Don't Be Evil 'Contract', Google Starline, Has COVID Changed Shopping?

Don't Be Evil 'Contract', Google Starline, Has COVID Changed Shopping?
Photo by Christopher Burns / Unsplash

Xooglers Sue Google for Abandoning 'Don't Be Evil'

Google removed the phrase "Don't Be Evil" from its official code of conduct in roughly 2015. Google replaced it with "Do the Right Thing" (coincidentally a Spike Lee film title). Today "Don't Be Evil" again appears at the end of the Code of Conduct. Now, three former engineers are suing the company, claiming Don't Be Evil is essentially a contractual term that Google violated. The three plaintiffs were employee-activists protesting Google's potential support of US immigration activities (e.g., family separation) during the Trump administration. Google terminated them (and another employee) for allegedly leaking confidential internal documents. They claim retaliation for their vocal activism, saying they were simply complying with the Don't Be Evil directive.

Source: Google 

Our take:

  • The Don't Be Evil contractual claim will likely fail. But plaintiffs may win on other claims in the suit under the California Labor Code.
  • Originally idealistic companies such as Google, Facebook, Twitter, Amazon are now consumed by Wall Street concerns (i.e., revenue growth). Maybe it was naive to think otherwise.
  • But some percentage of the population (mainly younger users) does take this "values stuff" seriously. And betraying values promises can erode trust...

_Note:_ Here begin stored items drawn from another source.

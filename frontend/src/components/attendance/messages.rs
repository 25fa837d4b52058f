use engine::checkin::CheckInReceipt;
use engine::error::{BackendError, CaptureError, CheckInError};
use engine::location::LocationEvent;
use engine::Zone;

use crate::platform::camera::BrowserVideo;

pub enum Msg {
    ZoneLoaded(Result<Option<Zone>, BackendError>),
    Location(LocationEvent),
    OpenCamera,
    CameraOpened(Result<BrowserVideo, CaptureError>),
    Capture,
    Retake,
    Submit,
    Submitted(Result<CheckInReceipt, CheckInError>),
}
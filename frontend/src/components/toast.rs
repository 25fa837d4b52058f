//! Transient notification shown at the bottom of the screen.

use wasm_bindgen::JsCast;
use web_sys::HtmlElement;

const TOAST_MILLIS: u32 = 3000;

/// Shows `message` for a few seconds. Text is inserted as plain text, so
/// server-provided messages are safe to pass through.
pub fn show_toast(message: &str) {
    let Some(document) = web_sys::window().and_then(|window| window.document()) else {
        return;
    };
    let (Ok(toast), Some(body)) = (document.create_element("div"), document.body()) else {
        return;
    };

    toast.set_text_content(Some(message));
    let html_toast: HtmlElement = toast.unchecked_into();
    let style = html_toast.style();
    style.set_property("position", "fixed").ok();
    style.set_property("bottom", "20px").ok();
    style.set_property("left", "50%").ok();
    style.set_property("transform", "translateX(-50%)").ok();
    style.set_property("background", "rgba(0, 0, 0, 0.8)").ok();
    style.set_property("color", "#fff").ok();
    style.set_property("padding", "10px 20px").ok();
    style.set_property("border-radius", "4px").ok();
    style.set_property("z-index", "10000").ok();
    style.set_property("font-family", "Arial, sans-serif").ok();

    if body.append_child(&html_toast).is_ok() {
        wasm_bindgen_futures::spawn_local(async move {
            gloo_timers::future::TimeoutFuture::new(TOAST_MILLIS).await;
            if let Some(parent) = html_toast.parent_node() {
                parent.remove_child(&html_toast).ok();
            }
        });
    }
}
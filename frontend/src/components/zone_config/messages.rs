use engine::error::{BackendError, LocationError};
use engine::search::SearchOutcome;
use engine::{Coordinate, Zone};

pub enum Msg {
    ZoneLoaded(Result<Option<Zone>, BackendError>),
    /// Answer to a position lookup. Centers the zone when the user asked
    /// for it, otherwise only fills in a missing center.
    PositionFound(Result<Coordinate, LocationError>),
    /// Explicit request to center the zone on the device.
    UseMyPosition,
    SetRadius(String),
    SetLatitude(String),
    SetLongitude(String),
    /// Keystroke in the search box; debounced.
    SearchInput(String),
    /// Enter in the search box; searches right away.
    SearchSubmit,
    SearchDone(SearchOutcome),
    SelectCandidate(usize),
    Save,
    Saved(Result<(), BackendError>),
}
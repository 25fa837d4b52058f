use serde::{Deserialize, Serialize};

use crate::model::coordinate::Coordinate;

/// The circular attendance zone configured by an administrator.
///
/// The backend owns this record; clients cache the last copy they loaded.
/// `radius_meters` is not range-checked here: the configuration view keeps it
/// within its slider bounds, and membership evaluation copes with any value.
#[derive(Debug, Clone, Copy, PartialEq, Serialize, Deserialize)]
pub struct Zone {
    pub center: Coordinate,
    #[serde(rename = "radius")]
    pub radius_meters: f64,
}

impl Zone {
    pub const fn new(center: Coordinate, radius_meters: f64) -> Self {
        Self {
            center,
            radius_meters,
        }
    }
}

#[cfg(test)]
mod tests {
    use super::*;

    #[test]
    fn parses_backend_payload() {
        let zone: Zone =
            serde_json::from_str(r#"{"center":{"lat":48.85,"lng":2.35},"radius":250}"#).unwrap();
        assert_eq!(zone, Zone::new(Coordinate::new(48.85, 2.35), 250.0));
    }

    #[test]
    fn null_payload_means_no_zone() {
        let zone: Option<Zone> = serde_json::from_str("null").unwrap();
        assert!(zone.is_none());
    }
}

Has COVID Really Changed Shopping?

One of the big topics of the past year, certainly in retail, but more broadly in local is: how permanent are the shopping patterns observed during COVID? Only time will answer that question. But data from ShopKick ("2022 Shopping Outlook") gives us an interesting, mixed picture. A majority (63%) of survey respondents (n=15,000) say their shopping habits "will be forever changed by the pandemic." This will reportedly show up in a few specific ways: 1) keeping essential items always on hand, 2) making larger and fewer trips to "the store," 3) buying more online and 4) caring less about buying particular brands. Yet even with the instinct to buy more online these consumers still plan to do most of their shopping offline -- roughly 80% of their shopping will still be done in stores.

Source: ShopKick 

Our take:

  • One must always be cautious about surveys. This data is a projection of current conditions; actual future conditions could be very different.
  • Consumers see themselves going into stores at higher levels than I would've expected. Vertical-specific shopping behavior will vary.
  • We may be stabilizing at e-commerce levels of 20% to 25%. And stores will factor into consumer buying (trust, convenience) even if transactions are online.

Google's Starline – Not VR or AR Exactly

Google has showcased its advanced videoconferencing system Project Starline several times now. Calling it "videoconferencing" doesn't do it justice; the company refers to it as a "telepresence" system. It involves lots of expensive, powerful hardware. And Google says that Project Starline systems are currently deployed in multiple Google offices in the US. Watch the video if you haven't seen it, it's pretty compelling. Clearly, however, this is not something ordinary people will be able to afford. But it could dramatically change business communications and business travel accordingly. And I have a hunch that it has a future in the cluster of technologies that will together support and comprise "the metaverse."

Our take:

  • This is a form of 3D rendering that is like augmented reality in some conceptual respects.
  • It doesn't rely on wearable hardware to experience. But perhaps some version of Starline may be available eventually to ordinary people via wearables.
  • The technology represents an interesting additional possibility in the larger debate over AR vs. VR and the metaverse.